Clinton Rejects Call for Outside Gulf Illness Probe

Military: Veterans urge special study of issue. President extends life of panel and asks it to exercise oversight of Pentagon's efforts.

By ART PINE, PAUL RICHTER, Times Staff Writers

     WASHINGTON--President Clinton on Tuesday rejected demands by veterans for an outside agency to take over the Defense Department's investigation of Persian Gulf War illnesses, instead extending the life of a presidential advisory panel so it can keep watch over the Pentagon's efforts.

      Clinton also endorsed a proposal by Veterans Affairs Secretary Jesse Brown to allow Gulf War veterans more than two years to document their ailments and still qualify for access to VA disability benefits. Some veterans of the war have said that their symptoms did not show up until too late.

      The compromise gestures came after the presidential advisory commission, which is made up of a dozen physicians and scientists, issued a report concluding that nerve gas exposure during the 1991 war was unlikely to have caused any of the ailments suffered by veterans.

     Although the panel criticized the Pentagon for failing to take the issue seriously until recently, the report said that the Defense Department and the VA have provided good medical care to the veterans and now appear to be investigating the problem in earnest.

     Neither the panel's findings nor Clinton's decision to ask the group to exercise "oversight" of the Pentagon's efforts was a surprise. The committee, which studied the issue for 19 months, had signaled its conclusions in a draft report two months ago.

     Clinton promised a veterans group Tuesday that, despite some shaky starts, "we will not stop until we have done all we can to care for our Gulf War veterans, to find out why they are sick and to help to make them healthy" again. "We are on the right track," he asserted.

     Nevertheless, Persian Gulf veterans' organizations were critical of the report, dismissing it as incomplete and calling for another independent study of the issue, possibly by a special prosecutor equipped with subpoena powers.

     "We are very disappointed," said Chris Kornkven, spokesman for the National Gulf War Resource Center, a coalition of 24 veterans groups. He said that the panel had "done a great disservice to . . . veterans of the Gulf War . . . who claim they are sick."

     Separately, Sen. Tom Harkin (D-Iowa) disclosed the results of a survey of about 2,000 Persian Gulf veterans in Iowa suggesting that they were as much as three times more likely to suffer one or more symptoms than service members who were not in the 1991 war.
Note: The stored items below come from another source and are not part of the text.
use std::fs;
use std::path::{Path, PathBuf};
use std::process::ExitCode;

use anyhow::{Context, Result};
use beatgrid_timing::analysis::analyze_samples;
use beatgrid_timing::audio::{load_wav, ClickPattern};
use beatgrid_timing::config::{AppConfig, GapRejectPolicy, TimingConfig};
use beatgrid_timing::error::{log_audio_error, log_timing_error};
use beatgrid_timing::grid::{generate_timing_points, OnsetSet, TimingPoint};
use beatgrid_timing::report::{self, ReportFormat};
use beatgrid_timing::testing::synthetic::write_click_fixture;
use clap::{Args, Parser, Subcommand, ValueEnum};

#[derive(Parser, Debug)]
#[command(
    name = "beatgrid",
    about = "Generate a minimal set of timing points for an audio file"
)]
struct Cli {
    /// JSON configuration file (missing or invalid files fall back to defaults)
    #[arg(long, global = true)]
    config: Option<PathBuf>,
    /// Increase log verbosity (-v info, -vv debug, -vvv trace)
    #[arg(short, long, action = clap::ArgAction::Count, global = true)]
    verbose: u8,
    #[command(subcommand)]
    command: Commands,
}

#[derive(Subcommand, Debug)]
enum Commands {
    /// Detect onsets, seed tempo/anchor and emit timing points for a WAV file
    Analyze {
        audio_file: PathBuf,
        /// Expected BPM; centres the tempo prior on this value
        #[arg(long)]
        bpm_hint: Option<f64>,
        /// Analyse the percussive component only
        #[arg(long)]
        percussion: bool,
        /// Beat tracker tightness
        #[arg(long)]
        tightness: Option<f64>,
        /// Hop length for the onset envelope
        #[arg(long)]
        hop_length: Option<usize>,
        #[command(flatten)]
        timing: TimingArgs,
        #[command(flatten)]
        output: OutputArgs,
    },
    /// Reconcile a beat grid against an onset list (JSON array of seconds)
    Reconcile {
        #[arg(long)]
        onsets: PathBuf,
        /// Seed tempo
        #[arg(long)]
        bpm: f64,
        /// Seed anchor (seconds)
        #[arg(long, default_value_t = 0.0, allow_negative_numbers = true)]
        anchor: f64,
        /// Audio duration (seconds)
        #[arg(long)]
        duration: f64,
        #[command(flatten)]
        timing: TimingArgs,
        #[command(flatten)]
        output: OutputArgs,
    },
    /// Write a deterministic click-track WAV
    RenderClick {
        #[arg(long)]
        bpm: f64,
        #[arg(long)]
        duration: f64,
        #[arg(short, long)]
        output: PathBuf,
        /// Time of the first click (seconds)
        #[arg(long, default_value_t = 0.0)]
        offset: f64,
        /// Switch tempo at this time (seconds); requires --to-bpm
        #[arg(long, requires = "to_bpm")]
        change_at: Option<f64>,
        /// Tempo after --change-at
        #[arg(long, requires = "change_at")]
        to_bpm: Option<f64>,
        #[arg(long, default_value_t = 44_100)]
        sample_rate: u32,
    },
    /// Print the effective configuration as JSON
    DumpConfig,
}

#[derive(Args, Debug)]
struct OutputArgs {
    /// Write the report to this file instead of stdout
    #[arg(short, long)]
    output: Option<PathBuf>,
    /// Emit JSON instead of a text table
    #[arg(short, long)]
    json: bool,
    /// Append the average BPM and the tempo seed
    #[arg(short, long)]
    average: bool,
}

#[derive(ValueEnum, Clone, Copy, Debug)]
enum GapPolicyArg {
    Retain,
    Reset,
}

/// Overrides for `TimingConfig`; unset flags keep the file/default value
#[derive(Args, Debug)]
struct TimingArgs {
    #[arg(long)]
    match_window_ms: Option<f64>,
    #[arg(long)]
    decision_window: Option<usize>,
    #[arg(long)]
    min_matches: Option<usize>,
    #[arg(long)]
    persist: Option<usize>,
    #[arg(long)]
    offset_threshold_ms: Option<f64>,
    #[arg(long)]
    drift_slope_ms_per_beat: Option<f64>,
    #[arg(long)]
    bpm_min_change: Option<f64>,
    #[arg(long)]
    phase_divisions: Option<usize>,
    #[arg(long)]
    phase_search_seconds: Option<f64>,
    #[arg(long)]
    min_gap_ms: Option<f64>,
    #[arg(long)]
    max_points: Option<usize>,
    #[arg(long, value_enum)]
    gap_reject_policy: Option<GapPolicyArg>,
}

impl TimingArgs {
    fn apply(&self, timing: &mut TimingConfig) {
        fn set<T: Copy>(target: &mut T, value: Option<T>) {
            if let Some(value) = value {
                *target = value;
            }
        }
        set(&mut timing.match_window_ms, self.match_window_ms);
        set(&mut timing.decision_window, self.decision_window);
        set(&mut timing.min_matches, self.min_matches);
        set(&mut timing.persist, self.persist);
        set(&mut timing.offset_threshold_ms, self.offset_threshold_ms);
        set(&mut timing.drift_slope_ms_per_beat, self.drift_slope_ms_per_beat);
        set(&mut timing.bpm_min_change, self.bpm_min_change);
        set(&mut timing.phase_divisions, self.phase_divisions);
        set(&mut timing.phase_search_seconds, self.phase_search_seconds);
        set(&mut timing.min_gap_ms, self.min_gap_ms);
        set(&mut timing.max_points, self.max_points);
        if let Some(policy) = self.gap_reject_policy {
            timing.gap_reject_policy = match policy {
                GapPolicyArg::Retain => GapRejectPolicy::Retain,
                GapPolicyArg::Reset => GapRejectPolicy::Reset,
            };
        }
    }
}

fn main() -> ExitCode {
    let cli = Cli::parse();
    init_tracing(cli.verbose);
    match run(cli) {
        Ok(code) => code,
        Err(err) => {
            eprintln!("Error: {err:?}");
            ExitCode::from(1)
        }
    }
}

/// Logs go to stderr so stdout only carries reports
fn init_tracing(verbose: u8) {
    let level = match verbose {
        0 => tracing::Level::WARN,
        1 => tracing::Level::INFO,
        2 => tracing::Level::DEBUG,
        _ => tracing::Level::TRACE,
    };
    tracing_subscriber::fmt()
        .with_writer(std::io::stderr)
        .with_max_level(level)
        .init();
}

fn load_config(path: Option<&Path>) -> AppConfig {
    path.map(AppConfig::load_from_file).unwrap_or_default()
}

fn run(cli: Cli) -> Result<ExitCode> {
    let config = load_config(cli.config.as_deref());

    match cli.command {
        Commands::Analyze {
            audio_file,
            bpm_hint,
            percussion,
            tightness,
            hop_length,
            timing,
            output,
        } => {
            let mut config = config;
            if bpm_hint.is_some() {
                config.tempo.bpm_hint = bpm_hint;
            }
            if percussion {
                config.onset_detection.percussive = true;
            }
            if let Some(tightness) = tightness {
                config.tempo.tightness = tightness;
            }
            if let Some(hop_length) = hop_length {
                config.onset_detection.hop_size = hop_length;
            }
            timing.apply(&mut config.timing);
            run_analyze(&audio_file, &config, &output)
        }
        Commands::Reconcile {
            onsets,
            bpm,
            anchor,
            duration,
            timing,
            output,
        } => {
            let mut timing_config = config.timing;
            timing.apply(&mut timing_config);
            run_reconcile(&onsets, bpm, anchor, duration, &timing_config, &output)
        }
        Commands::RenderClick {
            bpm,
            duration,
            output,
            offset,
            change_at,
            to_bpm,
            sample_rate,
        } => {
            let pattern = ClickPattern {
                bpm,
                offset,
                change: change_at.zip(to_bpm),
            };
            run_render_click(&pattern, duration, sample_rate, &output)
        }
        Commands::DumpConfig => {
            println!("{}", serde_json::to_string_pretty(&config)?);
            Ok(ExitCode::SUCCESS)
        }
    }
}

fn run_analyze(audio_file: &Path, config: &AppConfig, output: &OutputArgs) -> Result<ExitCode> {
    if let Err(err) = config.validate() {
        log_timing_error(&err, "analyze");
        return Err(err).context("invalid configuration");
    }

    let audio = load_wav(audio_file, config.audio.target_sample_rate)
        .inspect_err(|err| log_audio_error(err, "analyze"))
        .with_context(|| format!("loading {}", audio_file.display()))?;

    let analysis = analyze_samples(&audio.samples, audio.sample_rate, config)
        .with_context(|| format!("analysing {}", audio_file.display()))?;

    tracing::info!(
        "{} onsets, {} timing points ({} drift, {} jump)",
        analysis.onsets.len(),
        analysis.timing.points.len(),
        analysis.timing.stats.drift_points,
        analysis.timing.stats.jump_points
    );

    emit_report(&analysis.timing.points, analysis.timing.seed_bpm, output)
}

fn run_reconcile(
    onsets_path: &Path,
    bpm: f64,
    anchor: f64,
    duration: f64,
    timing: &TimingConfig,
    output: &OutputArgs,
) -> Result<ExitCode> {
    let raw = fs::read_to_string(onsets_path)
        .with_context(|| format!("reading onsets from {}", onsets_path.display()))?;
    let times: Vec<f64> = serde_json::from_str(&raw)
        .with_context(|| format!("parsing onsets JSON in {}", onsets_path.display()))?;

    let result = generate_timing_points(&OnsetSet::new(times), bpm, anchor, duration, timing)
        .inspect_err(|err| log_timing_error(err, "reconcile"))
        .context("reconciling onsets")?;

    emit_report(&result.points, result.seed_bpm, output)
}

fn run_render_click(
    pattern: &ClickPattern,
    duration: f64,
    sample_rate: u32,
    output: &Path,
) -> Result<ExitCode> {
    write_click_fixture(output, pattern, duration, sample_rate)
        .inspect_err(|err| log_audio_error(err, "render-click"))
        .with_context(|| format!("writing click track to {}", output.display()))?;
    eprintln!(
        "Wrote {:.2}s click track ({} BPM) to {}",
        duration,
        pattern.bpm,
        output.display()
    );
    Ok(ExitCode::SUCCESS)
}

fn emit_report(points: &[TimingPoint], tempo_seed: f64, output: &OutputArgs) -> Result<ExitCode> {
    let format = if output.json {
        ReportFormat::Json
    } else {
        ReportFormat::Text
    };
    let rendered = report::render(points, format, output.average, tempo_seed)?;

    match &output.output {
        Some(path) => report::write_report(path, &rendered)
            .inspect_err(|err| log_audio_error(err, "report"))
            .with_context(|| format!("writing report to {}", path.display()))?,
        None => println!("{}", rendered),
    }
    Ok(ExitCode::SUCCESS)
}
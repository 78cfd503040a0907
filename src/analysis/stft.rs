// STFT module - framewise magnitude spectra
//
// Frames are centred: the signal is zero-padded by half a window on both
// sides, so frame `i` is centred on sample `i * hop`. Every frame is Hann
// windowed before the FFT and only the non-negative frequency bins are kept.

use rustfft::{num_complex::Complex, Fft, FftPlanner};
use std::sync::Arc;

/// Magnitude spectrogram, one row of `window_size / 2 + 1` bins per frame
#[derive(Debug, Clone, PartialEq)]
pub struct Spectrogram {
    pub frames: Vec<Vec<f32>>,
    pub window_size: usize,
    pub hop_size: usize,
    pub sample_rate: u32,
}

impl Spectrogram {
    pub fn num_frames(&self) -> usize {
        self.frames.len()
    }

    pub fn num_bins(&self) -> usize {
        self.window_size / 2 + 1
    }

    /// Index of the highest bin at or below `frequency_hz`
    pub fn bin_for_frequency(&self, frequency_hz: f32) -> usize {
        let bin = (frequency_hz * self.window_size as f32 / self.sample_rate as f32).floor();
        (bin.max(0.0) as usize).min(self.num_bins() - 1)
    }
}

/// Short-time Fourier transform with a fixed window and hop
pub struct Stft {
    fft: Arc<dyn Fft<f32>>,
    window_size: usize,
    hop_size: usize,
    /// Hann window (pre-computed)
    window: Vec<f32>,
}

impl Stft {
    /// # Arguments
    /// * `window_size` - FFT size in samples (clamped to at least 2)
    /// * `hop_size` - Samples between frame centres (clamped to at least 1)
    pub fn new(window_size: usize, hop_size: usize) -> Self {
        let window_size = window_size.max(2);
        let window = (0..window_size)
            .map(|i| {
                0.5 * (1.0
                    - ((2.0 * std::f32::consts::PI * i as f32) / (window_size as f32 - 1.0)).cos())
            })
            .collect();

        Self {
            fft: FftPlanner::new().plan_fft_forward(window_size),
            window_size,
            hop_size: hop_size.max(1),
            window,
        }
    }

    /// Number of centred frames produced for `num_samples` input samples
    pub fn num_frames(&self, num_samples: usize) -> usize {
        if num_samples == 0 {
            0
        } else {
            1 + num_samples / self.hop_size
        }
    }

    /// Compute the magnitude spectrogram of `samples`
    pub fn magnitudes(&self, samples: &[f32], sample_rate: u32) -> Spectrogram {
        let half = self.window_size / 2;
        let num_frames = self.num_frames(samples.len());
        let mut frames = Vec::with_capacity(num_frames);
        let mut buffer = vec![Complex::new(0.0f32, 0.0); self.window_size];

        for frame in 0..num_frames {
            // Frame start in unpadded coordinates (may be negative)
            let start = (frame * self.hop_size) as isize - half as isize;
            for (i, slot) in buffer.iter_mut().enumerate() {
                let pos = start + i as isize;
                let sample = if pos >= 0 && (pos as usize) < samples.len() {
                    samples[pos as usize]
                } else {
                    0.0
                };
                *slot = Complex::new(sample * self.window[i], 0.0);
            }

            self.fft.process(&mut buffer);
            frames.push(buffer[..=half].iter().map(|c| c.norm()).collect());
        }

        Spectrogram {
            frames,
            window_size: self.window_size,
            hop_size: self.hop_size,
            sample_rate,
        }
    }
}
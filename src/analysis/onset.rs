// OnsetDetector - onset-strength envelope and peak picking
//
// Offline onset detection over a whole magnitude spectrogram.
//
// Algorithm:
// 1. Spectral curve: mean positive difference of log-compressed magnitudes,
//    ln(1 + |X|), over bins up to `max_frequency_hz`
// 2. Energy curve: mean positive difference of raw magnitudes over all bins
// 3. Normalise each curve by its maximum and mix: env = 0.75·spectral + 0.25·energy
// 4. Smooth with a 3-frame median filter
// 5. Peak pick: local maxima of the [0, 1]-normalised envelope that exceed
//    median(env[t-N..=t+N]) + offset, at least `min_onset_spacing_ms` apart

use super::stft::Spectrogram;
use crate::config::OnsetDetectionConfig;
use crate::stats::median_in_place_f32;

const SPECTRAL_WEIGHT: f32 = 0.75;
const ENERGY_WEIGHT: f32 = 0.25;
const NORM_EPSILON: f32 = 1e-12;

/// Onset strength per analysis frame
#[derive(Debug, Clone, PartialEq)]
pub struct OnsetEnvelope {
    pub values: Vec<f32>,
    pub hop_size: usize,
    pub sample_rate: u32,
}

impl OnsetEnvelope {
    pub fn len(&self) -> usize {
        self.values.len()
    }

    pub fn is_empty(&self) -> bool {
        self.values.is_empty()
    }

    /// Time (seconds) of a frame centre
    pub fn frame_time(&self, frame: usize) -> f64 {
        frame as f64 * self.hop_size as f64 / self.sample_rate as f64
    }

    /// Envelope frames per second
    pub fn frame_rate(&self) -> f64 {
        self.sample_rate as f64 / self.hop_size as f64
    }
}

/// OnsetDetector turns a spectrogram into onset timestamps
pub struct OnsetDetector {
    median_window_halfsize: usize,
    threshold_offset: f32,
    min_onset_spacing_ms: f32,
    max_frequency_hz: f32,
}

impl OnsetDetector {
    pub fn with_config(config: &OnsetDetectionConfig) -> Self {
        Self {
            median_window_halfsize: config.median_window_halfsize.max(1),
            threshold_offset: config.threshold_offset,
            min_onset_spacing_ms: config.min_onset_spacing_ms.max(0.0),
            max_frequency_hz: config.max_frequency_hz,
        }
    }

    /// Compute the combined onset-strength envelope
    pub fn envelope(&self, spec: &Spectrogram) -> OnsetEnvelope {
        let num_frames = spec.num_frames();
        let max_bin = spec.bin_for_frequency(self.max_frequency_hz);

        let mut spectral = vec![0.0f32; num_frames];
        let mut energy = vec![0.0f32; num_frames];
        for i in 1..num_frames {
            let prev = &spec.frames[i - 1];
            let curr = &spec.frames[i];
            spectral[i] = compute_log_flux(&prev[..=max_bin], &curr[..=max_bin]);
            energy[i] = compute_spectral_flux(prev, curr) / curr.len().max(1) as f32;
        }

        normalise_by_max(&mut spectral);
        normalise_by_max(&mut energy);

        let mixed: Vec<f32> = spectral
            .iter()
            .zip(energy.iter())
            .map(|(s, e)| SPECTRAL_WEIGHT * s + ENERGY_WEIGHT * e)
            .collect();

        OnsetEnvelope {
            values: median_filter3(&mixed),
            hop_size: spec.hop_size,
            sample_rate: spec.sample_rate,
        }
    }

    /// Calculate adaptive threshold using median + offset
    ///
    /// threshold(t) = median(env[t-N..=t+N]) + offset
    fn adaptive_threshold(&self, values: &[f32], index: usize, scratch: &mut Vec<f32>) -> f32 {
        let start = index.saturating_sub(self.median_window_halfsize);
        let end = (index + self.median_window_halfsize + 1).min(values.len());
        scratch.clear();
        scratch.extend_from_slice(&values[start..end]);
        median_in_place_f32(scratch) + self.threshold_offset
    }

    /// Pick onset frames from an envelope
    ///
    /// # Returns
    /// Ascending frame indices. A flat (or empty) envelope yields no peaks.
    pub fn pick_peaks(&self, envelope: &OnsetEnvelope) -> Vec<usize> {
        let values = &envelope.values;
        if values.len() < 3 {
            return Vec::new();
        }

        let (min, max) = values
            .iter()
            .fold((f32::INFINITY, f32::NEG_INFINITY), |(lo, hi), &v| {
                (lo.min(v), hi.max(v))
            });
        let range = max - min;
        if !range.is_finite() || range <= NORM_EPSILON {
            return Vec::new();
        }
        let normalised: Vec<f32> = values.iter().map(|v| (v - min) / range).collect();

        let min_spacing_frames =
            (self.min_onset_spacing_ms as f64 / 1000.0 * envelope.frame_rate()).ceil() as usize;
        let mut scratch = Vec::with_capacity(2 * self.median_window_halfsize + 1);
        let mut peaks: Vec<usize> = Vec::new();

        for i in 1..normalised.len() - 1 {
            let curr = normalised[i];
            if !(curr > normalised[i - 1] && curr >= normalised[i + 1]) {
                continue;
            }
            if curr <= self.adaptive_threshold(&normalised, i, &mut scratch) {
                continue;
            }
            if let Some(&last) = peaks.last() {
                if i - last < min_spacing_frames {
                    continue;
                }
            }
            peaks.push(i);
        }

        peaks
    }

    /// Onset timestamps (seconds) for a spectrogram
    pub fn detect(&self, spec: &Spectrogram) -> (OnsetEnvelope, Vec<f64>) {
        let envelope = self.envelope(spec);
        let onsets = self
            .pick_peaks(&envelope)
            .into_iter()
            .map(|frame| envelope.frame_time(frame))
            .collect();
        (envelope, onsets)
    }
}

/// Compute spectral flux as sum of positive differences
///
/// SF(t) = Σ max(0, |X_t| - |X_(t-1)|)
fn compute_spectral_flux(prev: &[f32], curr: &[f32]) -> f32 {
    curr.iter()
        .zip(prev.iter())
        .map(|(c, p)| (c - p).max(0.0))
        .sum()
}

/// Mean positive difference of ln(1 + |X|)
fn compute_log_flux(prev: &[f32], curr: &[f32]) -> f32 {
    if curr.is_empty() {
        return 0.0;
    }
    let sum: f32 = curr
        .iter()
        .zip(prev.iter())
        .map(|(c, p)| (c.ln_1p() - p.ln_1p()).max(0.0))
        .sum();
    sum / curr.len() as f32
}

fn normalise_by_max(values: &mut [f32]) {
    let max = values.iter().copied().fold(0.0f32, f32::max);
    let scale = max + NORM_EPSILON;
    for v in values.iter_mut() {
        *v /= scale;
    }
}

/// Size-3 median filter; edge frames repeat their nearest neighbour
fn median_filter3(values: &[f32]) -> Vec<f32> {
    let n = values.len();
    (0..n)
        .map(|i| {
            let mut w = [
                values[i.saturating_sub(1)],
                values[i],
                values[(i + 1).min(n - 1)],
            ];
            median_in_place_f32(&mut w)
        })
        .collect()
}

#[cfg(test)]
mod tests {
    use super::*;
    use crate::analysis::stft::Stft;
    use rand::rngs::StdRng;
    use rand::{Rng, SeedableRng};

    fn envelope(values: Vec<f32>) -> OnsetEnvelope {
        OnsetEnvelope {
            values,
            hop_size: 256,
            sample_rate: 44_100,
        }
    }

    /// 20ms bursts of seeded white noise at the given positions
    fn generate_clicks(sample_rate: u32, duration_s: f32, positions_s: &[f32]) -> Vec<f32> {
        let total = (sample_rate as f32 * duration_s) as usize;
        let burst = (sample_rate as f32 * 0.02) as usize;
        let mut rng = StdRng::seed_from_u64(42);
        let click: Vec<f32> = (0..burst).map(|_| rng.gen_range(-0.5..0.5)).collect();

        let mut signal = vec![0.0; total];
        for &pos in positions_s {
            let start = (sample_rate as f32 * pos).round() as usize;
            for (offset, &sample) in click.iter().enumerate() {
                if start + offset < total {
                    signal[start + offset] += sample;
                }
            }
        }
        signal
    }

    #[test]
    fn test_spectral_flux_calculation() {
        assert_eq!(compute_spectral_flux(&[1.0; 129], &[1.0; 129]), 0.0);
        assert_eq!(compute_spectral_flux(&[1.0; 129], &[2.0; 129]), 129.0);
        // Decreases never contribute
        assert_eq!(compute_spectral_flux(&[2.0; 4], &[1.0; 4]), 0.0);
    }

    #[test]
    fn test_median_filter_removes_single_frame_spikes() {
        let filtered = median_filter3(&[0.0, 0.0, 1.0, 0.0, 0.0]);
        assert_eq!(filtered, vec![0.0; 5]);
        let filtered = median_filter3(&[0.0, 1.0, 1.0, 0.0]);
        assert_eq!(filtered, vec![0.0, 1.0, 1.0, 0.0]);
    }

    #[test]
    fn test_peak_picking() {
        let mut values = vec![0.05f32; 60];
        for &peak in &[10usize, 30, 50] {
            values[peak - 1] = 0.5;
            values[peak] = 1.0;
            values[peak + 1] = 0.5;
        }
        let detector = OnsetDetector::with_config(&OnsetDetectionConfig::default());
        assert_eq!(detector.pick_peaks(&envelope(values)), vec![10, 30, 50]);
    }

    #[test]
    fn test_min_spacing_keeps_earlier_peak() {
        let mut values = vec![0.0f32; 40];
        values[10] = 1.0;
        values[12] = 0.9;
        let detector = OnsetDetector::with_config(&OnsetDetectionConfig::default());
        // 30ms at 172 frames/s is 6 frames
        assert_eq!(detector.pick_peaks(&envelope(values)), vec![10]);
    }

    #[test]
    fn test_flat_envelope_has_no_peaks() {
        let detector = OnsetDetector::with_config(&OnsetDetectionConfig::default());
        assert!(detector.pick_peaks(&envelope(vec![0.3; 100])).is_empty());
        assert!(detector.pick_peaks(&envelope(Vec::new())).is_empty());
    }

    #[test]
    fn test_no_false_positives_on_silence() {
        let config = OnsetDetectionConfig::default();
        let spec = Stft::new(config.window_size, config.hop_size).magnitudes(&vec![0.0; 44_100], 44_100);
        let (_, onsets) = OnsetDetector::with_config(&config).detect(&spec);
        assert!(onsets.is_empty());
    }

    #[test]
    fn test_detects_clicks_near_their_position() {
        let sample_rate = 44_100;
        let positions = [0.25f32, 0.75, 1.25, 1.75, 2.25, 2.75];
        let signal = generate_clicks(sample_rate, 3.0, &positions);

        let config = OnsetDetectionConfig::default();
        let spec = Stft::new(config.window_size, config.hop_size).magnitudes(&signal, sample_rate);
        let (envelope, onsets) = OnsetDetector::with_config(&config).detect(&spec);

        assert_eq!(envelope.len(), spec.num_frames());
        assert_eq!(onsets.len(), positions.len(), "onsets: {:?}", onsets);
        for (found, expected) in onsets.iter().zip(positions.iter()) {
            assert!(
                (found - *expected as f64).abs() < 0.03,
                "onset at {:.4}s, expected near {:.4}s",
                found,
                expected
            );
        }
    }
}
     However, outside analysts said that the study, conducted by the Centers for Disease Control and Prevention, was based on a telephone survey of veterans, without any opportunity for medical officials to confirm their illnesses.

     The survey is to be included in a series of studies made public today by the Journal of the American Medical Assn. Officials said that the others, based on a mail survey of 240 naval reservists, would seek to link Gulf War illness to organophosphates exposure.

     The advisory committee report did little to resolve the mystery surrounding Gulf War illness. In all, 60,000 of the 697,000 U.S. troops who served in the Gulf War have complained of symptoms ranging from chronic fatigue to muscle aches and memory loss.

     The panel's findings were in line with those of four previous studies of the Gulf War illnesses, by the Pentagon, the veterans' department, the CDC and the prestigious U.S. Institute of Medicine, an arm of the National Academy of Sciences.

     As has been the case in the other studies, Tuesday's report concluded that, despite all the research, there is no current evidence that would link the symptoms to the contaminants encountered by soldiers during the U.S. intervention there.

     It also discounted as unlikely claims by veterans who say that their ailments were caused by exposure to a variety of chemical contaminants, from oil well fires in Kuwait to pyridostigmine bromide pills, which were given to U.S. soldiers to protect them against chemical weapons.

     However, the report urged the government to step up efforts to find out how many U.S. soldiers may have been exposed to nerve agents near Khamisiyah, where troops destroyed an Iraqi weapons bunker just after the war ended. The Pentagon is now investigating.

     As it has throughout its 19-month investigation, the committee criticized the Pentagon's initial handling of the Gulf War issue--particularly its refusal to investigate fully reports that U.S. troops may have been exposed to nerve agents at Khamisiyah.

     The 174-page report said that the panel had found "substantial evidence" of low-level exposure to chemical warfare agents at several sites in Iraq and Kuwait and said that the Pentagon's efforts to explain them so far had been "superficial" and "unlikely to provide credible answers."

     Nevertheless, Joyce C. Lashof, chairwoman of the panel, said that she had found "no evidence of a cover-up," as many Gulf War veterans have alleged.